Although paragraphs 8 through 12 of plaintiffs' complaint contain several inappropriate conclusions of liability, they also allege sufficient facts, when taken in conjunction with the remainder of the complaint, to both inform defendant of the nature of the cause of action, and to state a cause of action in negligence. The complaint informs defendant when, where, and how the accident occurred. It alleges that defendant knew or should have known the well needed periodic maintenance, and by implication alleges defendant knew or should have known of the location of the well. It alleges that, given such knowledge, the accident was foreseeable. It catalogues what plaintiffs believe were defendant's acts and omissions which caused the accident: maintenance of the power line too near the well; failure to warn of the danger; failure to insulate by other than airspace; and failure to de-energize the line.
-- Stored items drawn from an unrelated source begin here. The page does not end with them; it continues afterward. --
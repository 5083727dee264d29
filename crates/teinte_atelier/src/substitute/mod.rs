//! Preprocessor substitution.
//!
//! Installing a substitute is a build-time code generation step:
//!
//! 1. The pristine package is saved under `<cache>/original/<name>`.
//! 2. A substitute is generated under `<cache>/substitute/<name>-<fingerprint>`,
//!    where the fingerprint covers the package identity, its version and the
//!    theme parameters. Its entry file wraps the pristine entry.
//! 3. The substitute is copied over the installed package, its marker last.
//!
//! Copies never move files. An interrupted run may leave a wrapped entry
//! without a marker; such a package is never saved as pristine, the saved
//! original is restored before installing again.
//! [`PreprocessorSubstitution::reset`] copies the saved original back.

mod fs;
mod locate;

use std::path::{Path, PathBuf};

use serde::{Deserialize, Serialize};
use teinte_carton::hash::{hash_parts, hash_to_hex};
use teinte_carton::path::path_to_posix;
use teinte_pigment::ForcedColor;

use crate::codegen::{is_generated, SubstituteEntry};
use crate::error::{ThemeError, ThemeResult};
use crate::options::{StyleLang, ThemeOptions};
use crate::session::{BuildCommand, ThemeSession, CACHE_DIR};

pub use fs::{copy_tree, copy_tree_excluding, remove_tree, replace_tree, write_file};
pub use locate::{locate_package, resolve_name, PackageLocation};

/// Package providing `getLess` / `getSass`.
pub const DEFAULT_RUNTIME_PACKAGE: &str = "@teinte/runtime";

/// Marker file inside a generated substitute.
pub const MARKER_FILE: &str = ".teinte-substitute.json";

/// Runtime parameter file read by the substitute at compile time.
pub const PARAMS_FILE: &str = "substitute-params.json";

const ORIGINAL_DIR: &str = "original";
const SUBSTITUTE_DIR: &str = "substitute";
const GENERATOR_VERSION: &str = env!("CARGO_PKG_VERSION");

/// Identity of an installed substitute.
#[derive(Debug, Clone, PartialEq, Eq, Serialize, Deserialize)]
#[serde(rename_all = "camelCase")]
pub struct SubstituteMarker {
    pub package: String,
    pub version: String,
    pub fingerprint: String,
    pub generator: String,
}

/// Theme parameters baked into a substitute.
#[derive(Debug, Clone, Default, PartialEq, Serialize)]
#[serde(rename_all = "camelCase")]
pub struct SubstituteParams {
    pub arbitrary_mode: bool,
    pub include_style_with_colors: Vec<ForcedColor>,
}

impl SubstituteParams {
    pub fn from_options(options: &ThemeOptions) -> Self {
        Self {
            arbitrary_mode: options.arbitrary_mode,
            include_style_with_colors: options.include_style_with_colors.clone(),
        }
    }
}

/// Per-session parameters read by the substitute on every compilation.
#[derive(Debug, Clone, PartialEq, Eq, Serialize, Deserialize)]
#[serde(rename_all = "camelCase")]
pub struct RuntimeParams {
    /// Theme files are extracted. Always `false` outside a build.
    pub extract: bool,
    pub arbitrary_mode: bool,
    pub remove_css_scope_name: bool,
    pub scope_names: Vec<String>,
    pub command: BuildCommand,
}

impl RuntimeParams {
    pub fn from_session(session: &ThemeSession) -> Self {
        let options = session.options();
        Self {
            extract: session.is_build() && options.extract,
            arbitrary_mode: options.arbitrary_mode,
            remove_css_scope_name: options.remove_css_scope_name,
            scope_names: session.registry().scope_names(),
            command: session.command(),
        }
    }
}

/// Result of [`PreprocessorSubstitution::install`].
#[derive(Debug, Clone, PartialEq, Eq)]
pub enum InstallOutcome {
    /// A substitute was copied over the installed package.
    Installed { lang: StyleLang, fingerprint: String },
    /// The installed package already is this substitute.
    AlreadyCurrent { lang: StyleLang, fingerprint: String },
}

impl InstallOutcome {
    pub fn fingerprint(&self) -> &str {
        match self {
            InstallOutcome::Installed { fingerprint, .. }
            | InstallOutcome::AlreadyCurrent { fingerprint, .. } => fingerprint,
        }
    }
}

/// Read the marker of a package directory. Unreadable markers count as absent.
pub fn read_marker(dir: &Path) -> Option<SubstituteMarker> {
    let path = dir.join(MARKER_FILE);
    let text = std::fs::read_to_string(&path).ok()?;
    match serde_json::from_str(&text) {
        Ok(marker) => Some(marker),
        Err(e) => {
            tracing::warn!(path = %path.display(), "ignoring malformed substitute marker: {e}");
            None
        }
    }
}

/// Whether the installed entry file is a generated wrapper.
fn entry_is_generated(package: &PackageLocation) -> bool {
    std::fs::read_to_string(package.dir.join(&package.main)).is_ok_and(|code| is_generated(&code))
}

/// A marker or a generated entry means the package is not pristine.
fn is_substituted_package(package: &PackageLocation) -> bool {
    read_marker(&package.dir).is_some() || entry_is_generated(package)
}

/// Installs and restores substituted preprocessors of one project.
#[derive(Debug, Clone)]
pub struct PreprocessorSubstitution {
    root: PathBuf,
    cache_dir: PathBuf,
    runtime_package: String,
}

impl PreprocessorSubstitution {
    pub fn new(root: impl Into<PathBuf>) -> Self {
        let root = root.into();
        let cache_dir = root.join(CACHE_DIR);
        Self {
            root,
            cache_dir,
            runtime_package: DEFAULT_RUNTIME_PACKAGE.to_string(),
        }
    }

    pub fn for_session(session: &ThemeSession) -> Self {
        Self::new(session.root())
    }

    pub fn with_runtime_package(mut self, package: impl Into<String>) -> Self {
        self.runtime_package = package.into();
        self
    }

    pub fn node_modules(&self) -> PathBuf {
        self.root.join("node_modules")
    }

    pub fn original_root(&self) -> PathBuf {
        self.cache_dir.join(ORIGINAL_DIR)
    }

    pub fn substitute_root(&self) -> PathBuf {
        self.cache_dir.join(SUBSTITUTE_DIR)
    }

    pub fn params_path(&self) -> PathBuf {
        self.cache_dir.join(PARAMS_FILE)
    }

    /// Locate the package of `lang`, failing when neither the installed
    /// package nor a saved original exists.
    pub fn locate(&self, lang: StyleLang) -> ThemeResult<PackageLocation> {
        locate_package(&self.node_modules(), &self.original_root(), lang)?.ok_or_else(|| {
            ThemeError::MissingPreprocessor {
                lang,
                package: lang.package_name().to_string(),
            }
        })
    }

    /// Content address of the substitute for a package and parameters.
    pub fn fingerprint(
        &self,
        package: &PackageLocation,
        params: &SubstituteParams,
    ) -> ThemeResult<String> {
        let params_json = serde_json::to_string(params)?;
        let root = path_to_posix(&self.root);
        Ok(hash_to_hex(hash_parts([
            package.package,
            package.resolve_name.as_str(),
            package.version.as_str(),
            package.main.as_str(),
            params_json.as_str(),
            self.runtime_package.as_str(),
            root.as_str(),
            GENERATOR_VERSION,
        ])))
    }

    /// Install the substitute for `lang`. Safe to run repeatedly.
    pub fn install(&self, lang: StyleLang, params: &SubstituteParams) -> ThemeResult<InstallOutcome> {
        let package = self.locate(lang)?;
        let original = self.original_root().join(&package.resolve_name);
        let installed = read_marker(&package.dir);

        if !package.dir.is_dir() {
            tracing::info!(package = package.package, "restoring package from saved original");
            copy_tree(&original, &package.dir)?;
        } else if installed.is_none() {
            if entry_is_generated(&package) {
                if !original.is_dir() {
                    return Err(ThemeError::UnmarkedSubstitute {
                        package: package.package.to_string(),
                        path: package.dir.clone(),
                    });
                }
                tracing::warn!(
                    package = package.package,
                    "substitute without marker found, restoring saved original"
                );
                copy_tree(&original, &package.dir)?;
            } else {
                tracing::debug!(package = package.package, "saving pristine package");
                replace_tree(&package.dir, &original)?;
            }
        }

        let fingerprint = self.fingerprint(&package, params)?;
        if installed
            .as_ref()
            .is_some_and(|marker| marker.fingerprint == fingerprint)
        {
            tracing::debug!(%lang, %fingerprint, "substitute already installed");
            return Ok(InstallOutcome::AlreadyCurrent { lang, fingerprint });
        }

        let substitute = self
            .substitute_root()
            .join(format!("{}-{}", package.resolve_name, fingerprint));
        let ready = read_marker(&substitute).is_some_and(|marker| marker.fingerprint == fingerprint);
        if !ready {
            self.generate(&package, &original, &substitute, params, &fingerprint)?;
        }

        copy_tree_excluding(&substitute, &package.dir, &[MARKER_FILE])?;
        let marker = package.dir.join(MARKER_FILE);
        std::fs::copy(substitute.join(MARKER_FILE), &marker)
            .map_err(|e| ThemeError::io(&marker, e))?;
        tracing::info!(%lang, package = package.package, %fingerprint, "installed substitute preprocessor");
        Ok(InstallOutcome::Installed { lang, fingerprint })
    }

    fn generate(
        &self,
        package: &PackageLocation,
        original: &Path,
        substitute: &Path,
        params: &SubstituteParams,
        fingerprint: &str,
    ) -> ThemeResult<()> {
        replace_tree(original, substitute)?;

        let original_main = path_to_posix(&original.join(&package.main));
        let params_file = path_to_posix(&self.params_path());
        let entry = SubstituteEntry {
            original_main: &original_main,
            runtime_package: &self.runtime_package,
            factory: package.lang.factory_name(),
            arbitrary_mode: params.arbitrary_mode,
            include_style_with_colors: &params.include_style_with_colors,
            params_file: &params_file,
        };
        write_file(&substitute.join(&package.main), &entry.render())?;

        // Written last: a substitute without a marker is incomplete.
        let marker = SubstituteMarker {
            package: package.package.to_string(),
            version: package.version.clone(),
            fingerprint: fingerprint.to_string(),
            generator: GENERATOR_VERSION.to_string(),
        };
        write_file(
            &substitute.join(MARKER_FILE),
            &serde_json::to_string_pretty(&marker)?,
        )
    }

    /// Restore the pristine package. Returns `false` when nothing was
    /// substituted.
    pub fn reset(&self, lang: StyleLang) -> ThemeResult<bool> {
        let package = self.locate(lang)?;
        if package.dir.is_dir() && !is_substituted_package(&package) {
            return Ok(false);
        }
        let original = self.original_root().join(&package.resolve_name);
        if !original.is_dir() {
            return Err(ThemeError::MissingPreprocessor {
                lang,
                package: package.package.to_string(),
            });
        }

        copy_tree(&original, &package.dir)?;
        let marker = package.dir.join(MARKER_FILE);
        if marker.exists() {
            std::fs::remove_file(&marker).map_err(|e| ThemeError::io(&marker, e))?;
        }
        tracing::info!(%lang, package = package.package, "restored original preprocessor");
        Ok(true)
    }

    /// Whether the installed package of `lang` is a substitute.
    pub fn is_substituted(&self, lang: StyleLang) -> ThemeResult<bool> {
        let package = self.locate(lang)?;
        Ok(is_substituted_package(&package))
    }

    /// Write the per-session parameter file.
    pub fn write_runtime_params(&self, params: &RuntimeParams) -> ThemeResult<PathBuf> {
        let path = self.params_path();
        write_file(&path, &serde_json::to_string_pretty(params)?)?;
        Ok(path)
    }
}
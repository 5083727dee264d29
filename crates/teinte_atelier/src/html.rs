//! HTML tags injected into the index page.

use std::collections::BTreeMap;

use serde::Serialize;
use teinte_carton::path::posix_join;

use crate::extract::{theme_asset_name, theme_output_dir};
use crate::options::{InjectTo, StyleTagInjection};
use crate::session::ThemeSession;

/// A tag descriptor handed to the host.
#[derive(Debug, Clone, PartialEq, Eq, Serialize)]
#[serde(rename_all = "camelCase")]
pub struct HtmlTag {
    pub tag: String,
    pub attrs: BTreeMap<String, String>,
    #[serde(skip_serializing_if = "Option::is_none")]
    pub children: Option<String>,
    pub inject_to: InjectTo,
}

impl HtmlTag {
    pub fn new(tag: impl Into<String>, inject_to: InjectTo) -> Self {
        Self {
            tag: tag.into(),
            attrs: BTreeMap::new(),
            children: None,
            inject_to,
        }
    }

    pub fn attr(mut self, name: impl Into<String>, value: impl Into<String>) -> Self {
        self.attrs.insert(name.into(), value.into());
        self
    }

    pub fn children(mut self, children: impl Into<String>) -> Self {
        self.children = Some(children.into());
        self
    }

    /// Serialize the tag. Tags without children are void elements.
    pub fn to_html(&self) -> String {
        let mut out = String::with_capacity(64);
        out.push('<');
        out.push_str(&self.tag);
        for (name, value) in &self.attrs {
            out.push(' ');
            out.push_str(name);
            out.push_str("=\"");
            out.push_str(&escape_attr(value));
            out.push('"');
        }
        out.push('>');
        if let Some(children) = &self.children {
            out.push_str(children);
            out.push_str("</");
            out.push_str(&self.tag);
            out.push('>');
        }
        out
    }
}

fn escape_attr(value: &str) -> String {
    let mut out = String::with_capacity(value.len());
    for c in value.chars() {
        match c {
            '&' => out.push_str("&amp;"),
            '"' => out.push_str("&quot;"),
            '<' => out.push_str("&lt;"),
            '>' => out.push_str("&gt;"),
            _ => out.push(c),
        }
    }
    out
}

/// First-paint `<style>` tag of arbitrary mode.
pub fn theme_style_tag(session: &ThemeSession, style_content: &str) -> Option<HtmlTag> {
    let options = session.options();
    if !options.arbitrary_mode || style_content.is_empty() {
        return None;
    }
    let inject_to = match options.inject_default_style_tag_to_html {
        StyleTagInjection::Disabled => return None,
        StyleTagInjection::Head if session.is_build() => InjectTo::HeadPrepend,
        _ => InjectTo::Body,
    };
    Some(
        HtmlTag::new("style", inject_to)
            .attr("id", &options.style_tag_id)
            .attr("type", "text/css")
            .children(style_content),
    )
}

/// `<link>` to the default scope's extracted theme file.
pub fn theme_link_tag(session: &ThemeSession, base: &str, assets_dir: &str) -> Option<HtmlTag> {
    if !session.extract_enabled() {
        return None;
    }
    let scope = session.default_scope()?;
    let dir = theme_output_dir(session, assets_dir);
    let file = theme_asset_name(session, &scope, dir);
    let href = posix_join([base, file.as_str()]);
    let options = session.options();
    Some(
        HtmlTag::new("link", options.theme_link_tag_inject_to)
            .attr("rel", "stylesheet")
            .attr("href", href)
            .attr("id", &options.theme_link_tag_id),
    )
}

/// Insert tags into a document at their injection points.
///
/// Missing `<head>`/`<body>` fall back to the start or the end of the
/// document.
pub fn inject_tags(html: &str, tags: &[HtmlTag]) -> String {
    let mut out = html.to_string();
    for inject_to in [
        InjectTo::HeadPrepend,
        InjectTo::Head,
        InjectTo::BodyPrepend,
        InjectTo::Body,
    ] {
        let fragment: Vec<String> = tags
            .iter()
            .filter(|tag| tag.inject_to == inject_to)
            .map(HtmlTag::to_html)
            .collect();
        if fragment.is_empty() {
            continue;
        }
        out = insert_fragment(&out, inject_to, &fragment.join("\n"));
    }
    out
}

fn insert_fragment(html: &str, inject_to: InjectTo, fragment: &str) -> String {
    let lower = html.to_ascii_lowercase();
    let position = match inject_to {
        InjectTo::Head => lower.find("</head>"),
        InjectTo::Body => lower.rfind("</body>"),
        InjectTo::HeadPrepend => open_tag_end(&lower, "<head"),
        InjectTo::BodyPrepend => open_tag_end(&lower, "<body"),
    };
    let position = position.unwrap_or(match inject_to {
        InjectTo::Head | InjectTo::HeadPrepend => 0,
        InjectTo::Body | InjectTo::BodyPrepend => html.len(),
    });
    let mut out = String::with_capacity(html.len() + fragment.len());
    out.push_str(&html[..position]);
    out.push_str(fragment);
    out.push_str(&html[position..]);
    out
}

/// Byte offset just past the opening tag `name` (like `<head`).
fn open_tag_end(lower: &str, name: &str) -> Option<usize> {
    let mut from = 0;
    while let Some(found) = lower[from..].find(name) {
        let start = from + found;
        let after = start + name.len();
        match lower.as_bytes().get(after) {
            Some(b'>') => return Some(after + 1),
            Some(b) if b.is_ascii_whitespace() => {
                return lower[after..].find('>').map(|end| after + end + 1);
            }
            _ => from = after,
        }
    }
    None
}

#[cfg(test)]
mod tests {
    use super::*;
    use crate::options::{ScopeVarConfig, ThemeOptions};
    use crate::registry::ScopeRegistry;
    use crate::session::{BuildCommand, SessionBuilder};

    fn session(options: ThemeOptions, command: BuildCommand) -> std::sync::Arc<ThemeSession> {
        let mut registry = ScopeRegistry::new();
        registry.register(&ScopeVarConfig::new("light", ["l.less"]));
        registry.register(&ScopeVarConfig::new("dark", ["d.less"]));
        SessionBuilder::new(options)
            .registry(registry)
            .command(command)
            .build()
    }

    fn arbitrary(injection: StyleTagInjection) -> ThemeOptions {
        ThemeOptions {
            arbitrary_mode: true,
            inject_default_style_tag_to_html: injection,
            ..Default::default()
        }
    }

    #[test]
    fn test_style_tag_placement() {
        let build = session(arbitrary(StyleTagInjection::Head), BuildCommand::Build);
        let tag = theme_style_tag(&build, ".a{color:red}").unwrap();
        assert_eq!(tag.inject_to, InjectTo::HeadPrepend);
        assert_eq!(
            tag.to_html(),
            r#"<style id="custom-theme-tagid" type="text/css">.a{color:red}</style>"#
        );

        let serve = session(arbitrary(StyleTagInjection::Head), BuildCommand::Serve);
        assert_eq!(theme_style_tag(&serve, ".a{}").unwrap().inject_to, InjectTo::Body);

        let disabled = session(arbitrary(StyleTagInjection::Disabled), BuildCommand::Build);
        assert!(theme_style_tag(&disabled, ".a{}").is_none());
        assert!(theme_style_tag(&build, "").is_none());
    }

    #[test]
    fn test_link_tag() {
        let build = session(
            ThemeOptions {
                default_scope_name: "dark".to_string(),
                ..Default::default()
            },
            BuildCommand::Build,
        );
        let tag = theme_link_tag(&build, "/app/", "assets").unwrap();
        assert_eq!(
            tag.to_html(),
            r#"<link href="/app/assets/dark.css" id="theme-link-tag" rel="stylesheet">"#
        );
        assert_eq!(tag.inject_to, InjectTo::Head);

        let serve = session(ThemeOptions::default(), BuildCommand::Serve);
        assert!(theme_link_tag(&serve, "/", "assets").is_none());
    }

    #[test]
    fn test_inject_tags() {
        let html = "<html><HEAD><title>x</title></HEAD><body class=\"a\"><div></div></body></html>";
        let tags = vec![
            HtmlTag::new("link", InjectTo::Head).attr("rel", "x"),
            HtmlTag::new("meta", InjectTo::HeadPrepend),
            HtmlTag::new("style", InjectTo::Body).children("b"),
            HtmlTag::new("i", InjectTo::BodyPrepend).children(""),
        ];
        assert_eq!(
            inject_tags(html, &tags),
            "<html><HEAD><meta><title>x</title><link rel=\"x\"></HEAD><body class=\"a\"><i></i><div></div><style>b</style></body></html>"
        );
    }

    #[test]
    fn test_attr_escaping() {
        let tag = HtmlTag::new("link", InjectTo::Head).attr("href", "a\"b&c");
        assert_eq!(tag.to_html(), "<link href=\"a&quot;b&amp;c\">");
    }
}
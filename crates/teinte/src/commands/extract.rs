//! Extract command - Assemble per-scope theme files from per-scope compiled CSS

use std::fs;
use std::path::PathBuf;

use clap::Args;
use teinte::config::TeinteConfig;
use teinte_atelier::extract::theme_asset_name;
use teinte_atelier::substitute::write_file;
use teinte_atelier::{
    extract_theme_css, BuildCommand, ExtractOptions, ScopeRegistry, ScopeVarConfig,
    SessionBuilder, ThemeError, ThemeOptions, ThemeResult,
};

#[derive(Args)]
pub struct ExtractArgs {
    /// `scope=file.css` pairs: the same stylesheet compiled once per scope
    #[arg(required = true, value_parser = parse_input)]
    pub inputs: Vec<(String, PathBuf)>,

    /// Output directory
    #[arg(short, long, default_value = "./dist")]
    pub out: PathBuf,

    /// Emit theme rules without the scope class prefix
    #[arg(long)]
    pub remove_scope_name: bool,

    /// Also write the CSS shared by every scope to this file
    #[arg(long)]
    pub common: Option<PathBuf>,
}

fn parse_input(value: &str) -> Result<(String, PathBuf), String> {
    match value.split_once('=') {
        Some((scope, file)) if !scope.is_empty() && !file.is_empty() => {
            Ok((scope.to_string(), PathBuf::from(file)))
        }
        _ => Err(format!("expected `scope=file.css`, got `{value}`")),
    }
}

pub fn run(args: ExtractArgs, config: &TeinteConfig) -> ThemeResult<()> {
    let mut options = ThemeOptions::from_plugin_options(&config.plugin);
    options.arbitrary_mode = false;
    options.extract = true;
    options.remove_css_scope_name |= args.remove_scope_name;

    let mut registry = ScopeRegistry::new();
    let mut outputs = Vec::with_capacity(args.inputs.len());
    for (scope, file) in &args.inputs {
        registry.register(&ScopeVarConfig::new(scope.as_str(), [file.as_path()]));
        let css = fs::read_to_string(file).map_err(|e| ThemeError::io(file, e))?;
        outputs.push((scope.clone(), css));
    }

    let session = SessionBuilder::new(options)
        .root(config.project_root())
        .command(BuildCommand::Build)
        .registry(registry)
        .build();
    let common = session.compile_scoped("cli", &outputs)?;
    if let Some(path) = &args.common {
        write_file(path, &common)?;
        eprintln!("Wrote {}", path.display());
    }

    for theme in extract_theme_css(&session, &ExtractOptions::from_session(&session)) {
        let path = args.out.join(theme_asset_name(&session, &theme.scope_name, ""));
        write_file(&path, &theme.css)?;
        eprintln!("Wrote {}", path.display());
    }
    Ok(())
}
Defendant asserts that many more facts need to be alleged to state a cause of action in negligence against a utility company for liability where someone is injured through contact with its lines, and relies by analogy on the detailed factual analyses of liability in Koehler v. Detroit Edison Co, 383 Mich. 224; 174 N.W.2d 827 (1970), Williams v. Detroit Edison Co, 63 Mich. App. 559; 234 N.W.2d 702 (1975), Carr v. Detroit Edison Co, 49 Mich. App. 332; 212 N.W.2d 70 (1973), and Dees v. L F Largess Co, 1 Mich. App. 421; 136 N.W.2d 715 (1965). All of these cases were decided after evidential development of the cause of action. See also Wilhelm v. Detroit Edison Co, 56 Mich. App. 116; 224 N.W.2d 289 (1974). Pleadings must be concise. "A pleading shall not state matters of evidence." GCR 1963, 111.9(1). The cases relied upon by defendant point to the need for detailed evidential development before plaintiffs' legal theory can be evaluated. We cannot say that plaintiffs' claim "is so clearly unenforceable as a matter of law that no factual development can possibly justify a right to recovery". Crowther v. Ross Chemical Manufacturing Co, supra.
Reversed and remanded. Costs to plaintiffs.